[[ THE DATA open ]]

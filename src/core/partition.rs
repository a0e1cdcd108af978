use std::collections::{BTreeMap, BTreeSet};

use serde::{Deserialize, Serialize};

use crate::core::series::HospitalId;

/// Identity of a cluster within one clustering run. Positive, no other meaning.
pub type ClusterId = u32;

/// One group of hospitals, stored as indices into the run's hospital list.
#[derive(Debug, Clone, PartialEq, Eq, Serialize, Deserialize)]
pub struct Cluster {
    pub id: ClusterId,
    pub members: BTreeSet<usize>,
}

impl Cluster {
    pub fn len(&self) -> usize {
        self.members.len()
    }

    pub fn is_empty(&self) -> bool {
        self.members.is_empty()
    }

    pub fn is_singleton(&self) -> bool {
        self.members.len() == 1
    }
}

/// Strict partition of a hospital list into clusters.
///
/// Clusters live in an arena (`clusters[k]` has id `k + 1`) and each hospital
/// index maps to exactly one arena slot, so membership never aliases the
/// hospital registry.
#[derive(Debug, Clone, PartialEq)]
pub struct Partition {
    hospital_ids: Vec<HospitalId>,
    clusters: Vec<Cluster>,
    assignment: Vec<usize>,
}

impl Partition {
    /// Build from one label per hospital.
    ///
    /// Labels may be arbitrary; clusters are numbered `1..` in order of their
    /// first member in `hospital_ids`.
    pub fn from_labels(hospital_ids: &[HospitalId], labels: &[usize]) -> Self {
        assert_eq!(
            hospital_ids.len(),
            labels.len(),
            "One label per hospital is required"
        );
        let mut slot_of_label: BTreeMap<usize, usize> = BTreeMap::new();
        let mut clusters: Vec<Cluster> = Vec::new();
        let mut assignment = Vec::with_capacity(labels.len());

        for (idx, &label) in labels.iter().enumerate() {
            let slot = *slot_of_label.entry(label).or_insert_with(|| {
                clusters.push(Cluster {
                    id: clusters.len() as ClusterId + 1,
                    members: BTreeSet::new(),
                });
                clusters.len() - 1
            });
            clusters[slot].members.insert(idx);
            assignment.push(slot);
        }

        Self {
            hospital_ids: hospital_ids.to_vec(),
            clusters,
            assignment,
        }
    }

    /// Every hospital in its own cluster.
    pub fn singletons(hospital_ids: &[HospitalId]) -> Self {
        let labels: Vec<usize> = (0..hospital_ids.len()).collect();
        Self::from_labels(hospital_ids, &labels)
    }

    pub fn hospital_ids(&self) -> &[HospitalId] {
        &self.hospital_ids
    }

    pub fn clusters(&self) -> &[Cluster] {
        &self.clusters
    }

    pub fn len(&self) -> usize {
        self.clusters.len()
    }

    pub fn is_empty(&self) -> bool {
        self.clusters.is_empty()
    }

    pub fn get(&self, id: ClusterId) -> Option<&Cluster> {
        (id as usize)
            .checked_sub(1)
            .and_then(|slot| self.clusters.get(slot))
    }

    /// Cluster holding the hospital at registry index `idx`.
    pub fn cluster_of_index(&self, idx: usize) -> Option<&Cluster> {
        self.assignment.get(idx).map(|&slot| &self.clusters[slot])
    }

    pub fn cluster_of(&self, hospital_id: HospitalId) -> Option<&Cluster> {
        self.hospital_ids
            .iter()
            .position(|&h| h == hospital_id)
            .and_then(|idx| self.cluster_of_index(idx))
    }

    pub fn member_ids(&self, cluster: &Cluster) -> Vec<HospitalId> {
        cluster
            .members
            .iter()
            .map(|&idx| self.hospital_ids[idx])
            .collect()
    }

    /// Output contract: cluster id → member hospital ids.
    pub fn to_map(&self) -> BTreeMap<ClusterId, Vec<HospitalId>> {
        self.clusters
            .iter()
            .map(|c| (c.id, self.member_ids(c)))
            .collect()
    }

    /// Every hospital index appears in exactly one cluster.
    pub fn is_strict(&self) -> bool {
        let mut seen = vec![false; self.hospital_ids.len()];
        for c in &self.clusters {
            for &idx in &c.members {
                if idx >= seen.len() || seen[idx] {
                    return false;
                }
                seen[idx] = true;
            }
        }
        seen.into_iter().all(|s| s)
    }
}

[[ THE DATA closed ]]

## EXERCISE DIRECTIONS
Scan the records above for the word "list". Show each line in which it appears.

## RESULT OF THIS TASK
/// One group of hospitals, stored as indices into the run's hospital list.
/// Strict partition of a hospital list into clusters.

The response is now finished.